Real estate has a sneaky way of deceiving you into thinking you are working when you are really just busy. Nobody warns you in real estate school that you will be the marketing department, the admin department, the accounting department, and the person running every single appointment. Whether you are solo or on a team, all of it still lands on you. You are an entrepreneur, and that means you have to make sure all of it actually gets done.
The Numbers Tell the Truth
Alissa met a Realtor at the nail salon (on a day she was, in her words, looking like a homeless person) who is leaving a team she genuinely loves. Not on emotion. On facts. One requirement was three open houses a month for ten years. When she tracked it, those open houses had produced three closings in a decade. She is not making an emotional decision, she is basing it on facts and numbers. That is what treating your business like a business looks like.
The same logic applies to your brokerage split, your postcards, your paid leads, and every other dollar that leaves your account. What is the return on that investment? If you cannot answer that, you are not tracking, and if you are not tracking, you are guessing.
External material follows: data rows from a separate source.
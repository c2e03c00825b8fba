//! litekv CLI
//!
//! Command-line tools for litekv stores.
//!
//! # Commands
//!
//! - `inspect` - Display per-table record counts and file sizes
//! - `get` / `set` / `delete` / `all` - Read and write records
//! - `clean` / `clear` - Remove valueless records or whole tables
//! - `migrate` - Convert every table to another data style
//! - `keygen` - Generate an encryption secret and IV

mod commands;

use clap::{Parser, Subcommand};
use litekv_core::{DataStyle, EncryptionConfig, EncryptionMode, StoreConfig};
use std::path::PathBuf;
use tracing_subscriber::EnvFilter;

/// litekv command-line store tools.
#[derive(Parser)]
#[command(name = "litekv")]
#[command(author, version, about, long_about = None)]
struct Cli {
    /// Path to the store directory
    #[arg(global = true, short, long, default_value = "./database")]
    path: PathBuf,

    /// Configured tables, comma separated
    #[arg(global = true, short, long, value_delimiter = ',')]
    tables: Vec<String>,

    /// Table representation (mapping, sequence)
    #[arg(global = true, short, long, default_value = "mapping")]
    style: DataStyle,

    /// Maximum number of records across all tables
    #[arg(global = true, long, default_value_t = 100)]
    limit: usize,

    /// 32-character encryption secret; enables field encryption
    #[arg(global = true, long, requires = "iv")]
    secret: Option<String>,

    /// Initialization vector as 32 hex digits
    #[arg(global = true, long, requires = "secret")]
    iv: Option<String>,

    /// Encrypted fields (value, key, both)
    #[arg(global = true, long, default_value = "value")]
    mode: String,

    /// Enable verbose output
    #[arg(global = true, short, long)]
    verbose: bool,

    #[command(subcommand)]
    command: Commands,
}

#[derive(Subcommand)]
enum Commands {
    /// Display per-table statistics
    Inspect {
        /// Output format (text, json)
        #[arg(short, long, default_value = "text")]
        format: String,
    },

    /// Print one record
    Get {
        /// Table name
        table: String,
        /// Record key
        key: String,
        /// Record id
        #[arg(long)]
        id: Option<String>,
    },

    /// Write one record
    Set {
        /// Table name
        table: String,
        /// Record key
        key: String,
        /// Value as JSON; anything that does not parse is stored as a string
        value: String,
        /// Record id
        #[arg(long)]
        id: Option<String>,
        /// Time to live in milliseconds
        #[arg(long)]
        ttl_ms: Option<u64>,
    },

    /// Delete one record
    Delete {
        /// Table name
        table: String,
        /// Record key
        key: String,
        /// Record id
        #[arg(long)]
        id: Option<String>,
    },

    /// Print every record in a table
    All {
        /// Table name
        table: String,
    },

    /// Remove records without a value
    Clean {
        /// Table name; all tables when omitted
        table: Option<String>,
    },

    /// Remove every record
    Clear {
        /// Table name; all tables when omitted
        table: Option<String>,
    },

    /// Convert every table to another data style
    Migrate {
        /// Target style (mapping, sequence)
        #[arg(long)]
        to: DataStyle,
    },

    /// Generate an encryption secret and IV
    Keygen,

    /// Show version information
    Version,
}

impl Cli {
    fn store_config(&self) -> Result<StoreConfig, Box<dyn std::error::Error>> {
        let mut config = StoreConfig::new()
            .path(&self.path)
            .data_style(self.style)
            .limit(self.limit);
        if !self.tables.is_empty() {
            config = config.tables(self.tables.iter().cloned());
        }
        if let (Some(secret), Some(iv)) = (&self.secret, &self.iv) {
            let iv = hex::decode(iv).map_err(|e| format!("invalid --iv: {e}"))?;
            config = config.encryption(EncryptionConfig::new(
                secret,
                iv,
                EncryptionMode::parse(&self.mode),
            ));
        }
        Ok(config)
    }
}

fn main() -> Result<(), Box<dyn std::error::Error>> {
    let cli = Cli::parse();

    // Initialize logging
    let filter = if cli.verbose {
        EnvFilter::new("debug")
    } else {
        EnvFilter::new("warn")
    };
    tracing_subscriber::fmt()
        .with_env_filter(filter)
        .with_writer(std::io::stderr)
        .init();

    let config = cli.store_config()?;
    match cli.command {
        Commands::Inspect { format } => {
            commands::inspect::run(&config, &format)?;
        }
        Commands::Get { table, key, id } => {
            commands::records::get(&config, &table, &key, id)?;
        }
        Commands::Set {
            table,
            key,
            value,
            id,
            ttl_ms,
        } => {
            commands::records::set(&config, &table, &key, &value, id, ttl_ms)?;
        }
        Commands::Delete { table, key, id } => {
            commands::records::delete(&config, &table, &key, id)?;
        }
        Commands::All { table } => {
            commands::records::all(&config, &table)?;
        }
        Commands::Clean { table } => {
            commands::records::clean(&config, table.as_deref())?;
        }
        Commands::Clear { table } => {
            commands::records::clear(&config, table.as_deref())?;
        }
        Commands::Migrate { to } => {
            commands::migrate::run(config, to)?;
        }
        Commands::Keygen => {
            commands::keygen::run();
        }
        Commands::Version => {
            println!("litekv CLI v{}", env!("CARGO_PKG_VERSION"));
            println!("litekv Core v{}", litekv_core::VERSION);
        }
    }

    Ok(())
}
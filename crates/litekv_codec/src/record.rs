//! Stored record and its type tag.

use serde::{Deserialize, Serialize};
use serde_json::Value;
use std::fmt;
use std::str::FromStr;

/// Coarse type tag inferred from a record's value.
///
/// Only `String`, `Number`, `Boolean`, `Array` and `Object` can be inferred
/// from a JSON value; `null` counts as an object. The other tags are accepted when reading documents
/// written by other producers.
#[derive(Debug, Clone, Copy, PartialEq, Eq, Hash, Serialize, Deserialize)]
#[serde(rename_all = "lowercase")]
pub enum RecordType {
    /// UTF-8 string.
    String,
    /// Integer or floating point number.
    Number,
    /// `true` or `false`.
    Boolean,
    /// Ordered list.
    Array,
    /// Keyed map.
    Map,
    /// Unordered set.
    Set,
    /// Point in time.
    Date,
    /// Regular expression.
    #[serde(rename = "regexp")]
    RegExp,
    /// Callable.
    Function,
    /// Any other structured value.
    Object,
}

impl RecordType {
    /// Infers the tag for a value. `null` is tagged `object`.
    #[must_use]
    pub fn infer(value: &Value) -> Option<Self> {
        match value {
            Value::Bool(_) => Some(Self::Boolean),
            Value::Number(_) => Some(Self::Number),
            Value::String(_) => Some(Self::String),
            Value::Array(_) => Some(Self::Array),
            Value::Null | Value::Object(_) => Some(Self::Object),
        }
    }

    /// Returns the lowercase tag as written to disk.
    #[must_use]
    pub const fn as_str(self) -> &'static str {
        match self {
            Self::String => "string",
            Self::Number => "number",
            Self::Boolean => "boolean",
            Self::Array => "array",
            Self::Map => "map",
            Self::Set => "set",
            Self::Date => "date",
            Self::RegExp => "regexp",
            Self::Function => "function",
            Self::Object => "object",
        }
    }
}

impl fmt::Display for RecordType {
    fn fmt(&self, f: &mut fmt::Formatter<'_>) -> fmt::Result {
        f.write_str(self.as_str())
    }
}

impl FromStr for RecordType {
    type Err = String;

    fn from_str(s: &str) -> Result<Self, Self::Err> {
        match s {
            "string" => Ok(Self::String),
            "number" => Ok(Self::Number),
            "boolean" => Ok(Self::Boolean),
            "array" => Ok(Self::Array),
            "map" => Ok(Self::Map),
            "set" => Ok(Self::Set),
            "date" => Ok(Self::Date),
            "regexp" => Ok(Self::RegExp),
            "function" => Ok(Self::Function),
            "object" => Ok(Self::Object),
            other => Err(format!("unknown record type: {other}")),
        }
    }
}

/// Returns true for values that are dropped by the sparse-field rule:
/// `null`, `false`, numeric zero and the empty string.
///
/// Arrays and objects are never falsy, even when empty.
#[must_use]
pub fn is_falsy(value: &Value) -> bool {
    match value {
        Value::Null => true,
        Value::Bool(b) => !b,
        Value::Number(n) => n.as_f64() == Some(0.0),
        Value::String(s) => s.is_empty(),
        Value::Array(_) | Value::Object(_) => false,
    }
}

/// A stored record.
///
/// Every field is optional because the sparse-field rule drops falsy
/// values before storage. `kind` and `key` are plain strings so they can
/// hold ciphertext when field encryption is enabled.
#[derive(Debug, Clone, Default, PartialEq, Serialize, Deserialize)]
pub struct Record {
    /// Type tag (see [`RecordType`]), or ciphertext of it.
    #[serde(rename = "type", default, skip_serializing_if = "Option::is_none")]
    pub kind: Option<String>,
    /// Composed key, or ciphertext of it.
    #[serde(default, skip_serializing_if = "Option::is_none")]
    pub key: Option<String>,
    /// Stored value, or ciphertext of it.
    #[serde(default, skip_serializing_if = "Option::is_none")]
    pub value: Option<Value>,
    /// Absolute expiry instant in epoch milliseconds. Informational only.
    #[serde(default, skip_serializing_if = "Option::is_none")]
    pub ttl: Option<u64>,
}

impl Record {
    /// Parses the type tag. Returns `None` when absent or not a known tag
    /// (for example while it is still encrypted).
    #[must_use]
    pub fn record_type(&self) -> Option<RecordType> {
        self.kind.as_deref().and_then(|k| k.parse().ok())
    }

    /// Returns true when the record carries a value field.
    #[must_use]
    pub fn has_value(&self) -> bool {
        self.value.is_some()
    }
}

#[cfg(test)]
mod tests {
    use super::*;
    use serde_json::json;

    #[test]
    fn infer_json_types() {
        assert_eq!(RecordType::infer(&json!("x")), Some(RecordType::String));
        assert_eq!(RecordType::infer(&json!(1.5)), Some(RecordType::Number));
        assert_eq!(RecordType::infer(&json!(false)), Some(RecordType::Boolean));
        assert_eq!(RecordType::infer(&json!([])), Some(RecordType::Array));
        assert_eq!(RecordType::infer(&json!({"a": 1})), Some(RecordType::Object));
        assert_eq!(RecordType::infer(&Value::Null), Some(RecordType::Object));
    }

    #[test]
    fn falsy_values() {
        assert!(is_falsy(&Value::Null));
        assert!(is_falsy(&json!(false)));
        assert!(is_falsy(&json!(0)));
        assert!(is_falsy(&json!(0.0)));
        assert!(is_falsy(&json!("")));

        assert!(!is_falsy(&json!(true)));
        assert!(!is_falsy(&json!(-1)));
        assert!(!is_falsy(&json!("0")));
        assert!(!is_falsy(&json!([])));
        assert!(!is_falsy(&json!({})));
    }

    #[test]
    fn sparse_record_serializes_without_absent_fields() {
        let record = Record {
            kind: Some("number".to_string()),
            key: Some("z".to_string()),
            value: None,
            ttl: None,
        };
        let text = serde_json::to_string(&record).unwrap();
        assert_eq!(text, r#"{"type":"number","key":"z"}"#);
    }

    #[test]
    fn record_type_parses_from_tag() {
        let record: Record = serde_json::from_str(r#"{"type":"regexp","key":"r"}"#).unwrap();
        assert_eq!(record.record_type(), Some(RecordType::RegExp));
        assert!(!record.has_value());
    }

    #[test]
    fn tag_roundtrips_through_display() {
        for tag in [
            RecordType::String,
            RecordType::Map,
            RecordType::Date,
            RecordType::RegExp,
            RecordType::Function,
        ] {
            assert_eq!(tag.to_string().parse::<RecordType>().unwrap(), tag);
        }
    }
}
//! Inspect command implementation.

use litekv_core::StoreConfig;
use litekv_storage::{FileBackend, StorageBackend};
use serde::Serialize;
use std::fs;

/// Store inspection result.
#[derive(Debug, Serialize)]
pub struct InspectResult {
    /// Store path.
    pub path: String,
    /// Configured data style.
    pub style: String,
    /// Encryption mode, or `off`.
    pub encryption: String,
    /// Record limit.
    pub limit: usize,
    /// Records across all tables.
    pub total_records: usize,
    /// Bytes across all table files.
    pub total_size: u64,
    /// Per-table statistics.
    pub tables: Vec<TableStats>,
}

/// Statistics for a single table.
#[derive(Debug, Serialize)]
pub struct TableStats {
    /// Table name.
    pub name: String,
    /// Whether the table file exists.
    pub exists: bool,
    /// Style of the stored document.
    #[serde(skip_serializing_if = "Option::is_none")]
    pub stored_style: Option<String>,
    /// Number of records.
    pub records: usize,
    /// File size in bytes.
    pub file_size: u64,
}

/// Collects statistics without opening a store, so nothing is created or
/// converted.
pub fn inspect(config: &StoreConfig) -> Result<InspectResult, Box<dyn std::error::Error>> {
    if !config.path.exists() {
        return Err(format!("No store found at {:?}", config.path).into());
    }

    let mut config = config.clone();
    config.normalize();
    let backend = FileBackend::new(&config.path);

    let mut tables = Vec::with_capacity(config.tables.len());
    for name in &config.tables {
        let path = backend.table_path(name);
        let exists = backend.table_exists(name)?;
        let file_size = if exists { fs::metadata(&path)?.len() } else { 0 };
        let data = backend.load_table(name)?;
        tables.push(TableStats {
            name: name.clone(),
            exists,
            stored_style: data.as_ref().map(|d| d.style().to_string()),
            records: data.as_ref().map_or(0, |d| d.len()),
            file_size,
        });
    }

    Ok(InspectResult {
        path: config.path.display().to_string(),
        style: config.data_style.to_string(),
        encryption: if config.encryption.enabled {
            config.encryption.mode.as_str().to_string()
        } else {
            "off".to_string()
        },
        limit: config.limit,
        total_records: tables.iter().map(|t| t.records).sum(),
        total_size: tables.iter().map(|t| t.file_size).sum(),
        tables,
    })
}

/// Runs the inspect command.
pub fn run(config: &StoreConfig, format: &str) -> Result<(), Box<dyn std::error::Error>> {
    let result = inspect(config)?;
    match format {
        "json" => {
            println!("{}", serde_json::to_string_pretty(&result)?);
        }
        _ => {
            print_text_output(&result);
        }
    }
    Ok(())
}

fn print_text_output(result: &InspectResult) {
    println!("litekv Store Inspection");
    println!("=======================");
    println!();
    println!("Path:       {}", result.path);
    println!("Style:      {}", result.style);
    println!("Encryption: {}", result.encryption);
    println!();
    println!(
        "Records: {} of {} ({})",
        result.total_records,
        result.limit,
        format_size(result.total_size)
    );
    println!();
    println!("Tables:");
    for table in &result.tables {
        if !table.exists {
            println!("  {:<16} (missing)", table.name);
            continue;
        }
        let style = table.stored_style.as_deref().unwrap_or("empty");
        println!(
            "  {:<16} {} records, {}, {}",
            table.name,
            table.records,
            style,
            format_size(table.file_size)
        );
    }
}

fn format_size(bytes: u64) -> String {
    if bytes < 1024 {
        format!("{bytes} bytes")
    } else if bytes < 1024 * 1024 {
        format!("{:.1} KB", bytes as f64 / 1024.0)
    } else {
        format!("{:.1} MB", bytes as f64 / (1024.0 * 1024.0))
    }
}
Professionalism Is Part of the Job
There is a difference between treating your business like an actual business and behaving in a businesslike way. You do not need to be best friends with all 1,000 people in your database. You can be warm and friendly and still keep a professional line. As Alissa says, when you put your work hat on, you approach it with a level of professionalism that makes clients respect you. The agent who feels pressure to be everyone’s bestie is holding a standard that is impossible to maintain long term, especially if you plan on selling more houses.
Have Rules and Communicate Them
Treating your business like a business means having rules and actually communicating them. Businesses have rules and expectations of their customers, and those rules get communicated. If you are a business of one with rules you never tell anyone, how would your clients ever know them? Tell your people that addresses go to email, not text. Tell them how the inspection window works. Run a real buyer or seller consultation with everyone, especially friends and family, so they all get the same process, the same rules, and the same buyer rep agreement. The bonus? When your friends see how good you are at your job, they stop thinking they are doing you a favor and start seeing you as the professional you are.
Be the Boss and Be Efficient
Being the boss means scheduling the inspections yourself, stacking the general inspection, the termite, and the foundation check into one efficient window, and holding your ground when a strong personality tries to drive the car. It also means being honest when a price point or location is not a good business decision for you. Referring that client to the right agent and collecting a referral fee is not snobby. It is smart. Sometimes the most professional thing you can say is, “Renting one more year might actually be in your best interest.”
Treat Your Business Like a Business Every Single Day
This is how agents fail. They get so air-quote busy that they never make money, because the things keeping them busy are not the things that pay. The agent paying $9,000 a month for Zillow leads had to sell thirty houses just to break even. At what cost is your business running? Set aside at least one day a month to work on the business itself: your budget, your taxes, your LLC question, your CPA, your tracking. If you want to treat your business like a business, that monthly admin day is not optional, it is the whole point. You are a business. It is time to act like one.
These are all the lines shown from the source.